▶ _TASK DESCRIPTION_
Lines from the beginning of the entries up to and including the one with "pub const EXIT_ERROR: u8 = 1;" must be duplicated word for word; leave out all others.

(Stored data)
┄┄┄┄┄┄┄┄┄┄

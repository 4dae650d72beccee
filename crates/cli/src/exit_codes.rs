//! CLI Exit Code Registry
//!
//! This is the single source of truth for all geovet exit codes.
//! Exit codes are part of the shell contract — wrapper scripts rely on
//! them to tell fatal startup errors apart from completed runs.
//!
//! # Exit Code Ranges
//!
//! | Range   | Domain           | Description                              |
//! |---------|------------------|------------------------------------------|
//! | 0       | Universal        | Success (including runs with degraded rows) |
//! | 1       | Universal        | General error (unspecified)              |
//! | 2       | Universal        | CLI usage error (bad args)               |
//! | 10-19   | input            | Input file errors                        |
//! | 20-29   | config           | Credential/configuration errors          |
//! | 30-39   | output           | Output file errors                       |
//!
//! Per-row classifier and parse failures never surface as exit codes:
//! they degrade the affected row and the run still exits 0.

/// Success - command completed without errors.
pub const EXIT_SUCCESS: u8 = 0;

/// General error - unspecified failure.
/// Avoid using this; prefer a specific error code.
#[allow(dead_code)]
pub const EXIT_ERROR: u8 = 1;

/// Usage error - bad arguments, missing required options.
/// Produced by clap's own error path, listed here for the contract.
#[allow(dead_code)]
pub const EXIT_USAGE: u8 = 2;

// =============================================================================
// Input (10-19)
// =============================================================================

/// Input file missing, unreadable, or not parseable as CSV.
pub const EXIT_INPUT_READ: u8 = 10;

/// Input file lacks a required column.
pub const EXIT_INPUT_SCHEMA: u8 = 11;

// =============================================================================
// Config (20-29)
// =============================================================================

/// No API key provided (neither flag nor env var).
pub const EXIT_CONFIG_NO_KEY: u8 = 20;

// =============================================================================
// Output (30-39)
// =============================================================================

/// Output file could not be created or written.
pub const EXIT_OUTPUT_IO: u8 = 30;
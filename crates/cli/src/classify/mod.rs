//! `geovet classify` — run the compliance pipeline over a feature CSV.
//!
//! The pipeline is strictly linear and single-pass: for each row, build
//! the prompt, call the remote classifier, parse the verdict. A failure
//! in one row degrades that row only; the run continues and still writes
//! every other result.

pub mod client;
mod input;
mod output;

use std::path::{Path, PathBuf};

use geovet_core::{build_prompt, parse_verdict, FeatureRecord, Glossary};

use crate::exit_codes;
use crate::CliError;

use client::{ChatClient, Classifier};
use input::FeatureTable;
use output::{ResultRow, RowVerdict};

pub const API_KEY_ENV: &str = "OPENAI_API_KEY";

pub struct ClassifyArgs {
    pub input: PathBuf,
    pub output: PathBuf,
    pub glossary: PathBuf,
    pub api_key: Option<String>,
    pub model: String,
    pub base_url: String,
    pub quiet: bool,
}

pub fn cmd_classify(args: ClassifyArgs) -> Result<(), CliError> {
    // 1. Resolve the credential first: a missing key must abort before
    //    any row is read and before any network call.
    let key = resolve_api_key(args.api_key)?;

    // 2. Read input rows (fatal on failure).
    let table = input::read_features(&args.input)?;

    // 3. Optional glossary; absence is never fatal.
    let glossary = input::load_glossary(&args.glossary);

    let classifier = ChatClient::with_base_url(key, args.model, args.base_url);

    run(&table, &glossary, &classifier, &args.output, args.quiet)
}

/// Drive the pipeline over already-loaded rows.
///
/// Split from `cmd_classify` so tests can substitute a deterministic
/// classifier for the HTTP client.
fn run(
    table: &FeatureTable,
    glossary: &Glossary,
    classifier: &dyn Classifier,
    out: &Path,
    quiet: bool,
) -> Result<(), CliError> {
    let stderr_tty = atty::is(atty::Stream::Stderr);
    let show_progress = !quiet && stderr_tty;

    let total = table.rows.len();
    let mut failed = 0usize;
    let mut results = Vec::with_capacity(total);

    for (i, row) in table.rows.iter().enumerate() {
        if show_progress {
            eprintln!("[{}/{}] classifying '{}'...", i + 1, total, row.record.name);
        }

        let verdict = classify_row(&row.record, glossary, classifier);
        if let RowVerdict::Failed(reason) = &verdict {
            failed += 1;
            eprintln!(
                "warning: row {} ('{}') failed: {}",
                i + 1,
                row.record.name,
                reason,
            );
        }

        results.push(ResultRow {
            fields: row.fields.clone(),
            verdict,
        });
    }

    let out_label = output::write_results(&table.headers, &results, out)?;

    if show_progress {
        eprintln!(
            "Done: {} classified, {} failed, written to {}",
            total - failed,
            failed,
            out_label,
        );
    }

    Ok(())
}

/// One row's trip through the pipeline. Never fails the run: classifier
/// and parse errors become a degraded verdict carrying the message.
fn classify_row(
    record: &FeatureRecord,
    glossary: &Glossary,
    classifier: &dyn Classifier,
) -> RowVerdict {
    let prompt = build_prompt(record, glossary);

    let raw = match classifier.complete(&prompt) {
        Ok(text) => text,
        Err(e) => return RowVerdict::Failed(e.to_string()),
    };

    match parse_verdict(&raw) {
        Ok(verdict) => RowVerdict::Classified(verdict),
        Err(e) => RowVerdict::Failed(e.to_string()),
    }
}

/// Resolve the API key: flag value > environment variable > error.
fn resolve_api_key(flag: Option<String>) -> Result<String, CliError> {
    resolve_api_key_from(flag, API_KEY_ENV)
}

fn resolve_api_key_from(flag: Option<String>, env_var: &str) -> Result<String, CliError> {
    if let Some(key) = flag {
        let trimmed = key.trim().to_string();
        if trimmed.is_empty() {
            return Err(missing_key(env_var));
        }
        return Ok(trimmed);
    }

    if let Ok(key) = std::env::var(env_var) {
        let trimmed = key.trim().to_string();
        if !trimmed.is_empty() {
            return Ok(trimmed);
        }
    }

    Err(missing_key(env_var))
}

fn missing_key(env_var: &str) -> CliError {
    CliError {
        code: exit_codes::EXIT_CONFIG_NO_KEY,
        message: format!("missing OpenAI API key (use --api-key or set {})", env_var),
        hint: None,
    }
}

// ── Tests ───────────────────────────────────────────────────────────

#[cfg(test)]
mod tests {
    use super::*;
    use client::ClassifyError;
    use geovet_core::GlossaryEntry;

    /// Deterministic classifier: always returns the same completion.
    struct StubClassifier(&'static str);

    impl Classifier for StubClassifier {
        fn complete(&self, _prompt: &str) -> Result<String, ClassifyError> {
            Ok(self.0.to_string())
        }
    }

    /// Returns malformed text for prompts mentioning the marker, a valid
    /// verdict otherwise.
    struct FlakyClassifier {
        marker: &'static str,
    }

    impl Classifier for FlakyClassifier {
        fn complete(&self, prompt: &str) -> Result<String, ClassifyError> {
            if prompt.contains(self.marker) {
                Ok("not json".to_string())
            } else {
                Ok(r#"{"is_geo_compliance_needed": false, "reasoning": "ok"}"#.to_string())
            }
        }
    }

    fn table(names_and_descriptions: &[(&str, &str)]) -> FeatureTable {
        FeatureTable {
            headers: vec!["feature_name".into(), "feature_description".into()],
            rows: names_and_descriptions
                .iter()
                .map(|(n, d)| input::FeatureRow {
                    fields: vec![n.to_string(), d.to_string()],
                    record: FeatureRecord::new(*n, *d),
                })
                .collect(),
        }
    }

    fn read_output(path: &Path) -> Vec<Vec<String>> {
        let mut reader = csv::Reader::from_path(path).unwrap();
        reader
            .records()
            .map(|r| r.unwrap().iter().map(|f| f.to_string()).collect())
            .collect()
    }

    #[test]
    fn test_stub_verdict_propagates_to_every_row() {
        let dir = tempfile::tempdir().unwrap();
        let out = dir.path().join("out.csv");
        let stub = StubClassifier(
            r#"{"is_geo_compliance_needed": true, "reasoning": "x", "relevant_regulation": "GDPR"}"#,
        );

        let t = table(&[("a", "first"), ("b", "second"), ("c", "third")]);
        run(&t, &Glossary::default(), &stub, &out, true).unwrap();

        let rows = read_output(&out);
        assert_eq!(rows.len(), 3);
        // Order preserved.
        assert_eq!(rows[0][0], "a");
        assert_eq!(rows[1][0], "b");
        assert_eq!(rows[2][0], "c");
        for row in &rows {
            assert_eq!(row[2], "true");
            assert_eq!(row[3], "x");
            assert_eq!(row[4], "GDPR");
        }
    }

    #[test]
    fn test_malformed_response_degrades_only_its_row() {
        let dir = tempfile::tempdir().unwrap();
        let out = dir.path().join("out.csv");
        let flaky = FlakyClassifier { marker: "BROKEN" };

        let t = table(&[("good1", "fine"), ("bad", "BROKEN feature"), ("good2", "fine too")]);
        run(&t, &Glossary::default(), &flaky, &out, true).unwrap();

        let rows = read_output(&out);
        assert_eq!(rows.len(), 3);
        assert_eq!(rows[0][2], "false");
        assert_eq!(rows[1][2], output::DEGRADED_FLAG);
        assert!(rows[1][3].contains("classification failed"));
        assert_eq!(rows[2][2], "false");
    }

    #[test]
    fn test_classifier_error_degrades_row() {
        struct DownClassifier;
        impl Classifier for DownClassifier {
            fn complete(&self, _prompt: &str) -> Result<String, ClassifyError> {
                Err(ClassifyError::Upstream("connection refused".into()))
            }
        }

        let verdict = classify_row(
            &FeatureRecord::new("f", "d"),
            &Glossary::default(),
            &DownClassifier,
        );
        match verdict {
            RowVerdict::Failed(reason) => assert!(reason.contains("connection refused")),
            RowVerdict::Classified(_) => panic!("expected degraded verdict"),
        }
    }

    #[test]
    fn test_empty_description_still_classifies() {
        let stub = StubClassifier(r#"{"is_geo_compliance_needed": false, "reasoning": "no detail"}"#);
        let verdict = classify_row(
            &FeatureRecord::new("blank", ""),
            &Glossary::new(vec![GlossaryEntry {
                term: "GH".into(),
                definition: "geo-handler".into(),
            }]),
            &stub,
        );
        assert!(matches!(verdict, RowVerdict::Classified(_)));
    }

    #[test]
    fn test_resolve_api_key_flag_priority() {
        let key = resolve_api_key_from(Some("  sk-test-123  ".into()), "__GEOVET_UNSET").unwrap();
        assert_eq!(key, "sk-test-123");
    }

    #[test]
    fn test_resolve_api_key_empty_flag() {
        let err = resolve_api_key_from(Some("  ".into()), "__GEOVET_UNSET").unwrap_err();
        assert_eq!(err.code, exit_codes::EXIT_CONFIG_NO_KEY);
        assert!(err.message.contains("missing OpenAI API key"));
    }

    #[test]
    fn test_resolve_api_key_missing() {
        std::env::remove_var("__GEOVET_TEST_KEY_MISSING");
        let err = resolve_api_key_from(None, "__GEOVET_TEST_KEY_MISSING").unwrap_err();
        assert_eq!(err.code, exit_codes::EXIT_CONFIG_NO_KEY);
    }

    #[test]
    fn test_resolve_api_key_from_env() {
        std::env::set_var("__GEOVET_TEST_KEY_SET", "sk-env-key");
        let key = resolve_api_key_from(None, "__GEOVET_TEST_KEY_SET").unwrap();
        assert_eq!(key, "sk-env-key");
        std::env::remove_var("__GEOVET_TEST_KEY_SET");
    }
}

┄┄┄┄┄┄┄┄┄┄

▶ _ANSWER BOX_
repository 4dae650d72beccee
filename crates/cli/src/exit_codes.rs
//! CLI Exit Code Registry
//!
//! This is the single source of truth for all geovet exit codes.
//! Exit codes are part of the shell contract — wrapper scripts rely on
//! them to tell fatal startup errors apart from completed runs.
//!
//! # Exit Code Ranges
//!
//! | Range   | Domain           | Description                              |
//! |---------|------------------|------------------------------------------|
//! | 0       | Universal        | Success (including runs with degraded rows) |
//! | 1       | Universal        | General error (unspecified)              |
//! | 2       | Universal        | CLI usage error (bad args)               |
//! | 10-19   | input            | Input file errors                        |
//! | 20-29   | config           | Credential/configuration errors          |
//! | 30-39   | output           | Output file errors                       |
//!
//! Per-row classifier and parse failures never surface as exit codes:
//! they degrade the affected row and the run still exits 0.

/// Success - command completed without errors.
pub const EXIT_SUCCESS: u8 = 0;

/// General error - unspecified failure.
/// Avoid using this; prefer a specific error code.
#[allow(dead_code)]
pub const EXIT_ERROR: u8 = 1;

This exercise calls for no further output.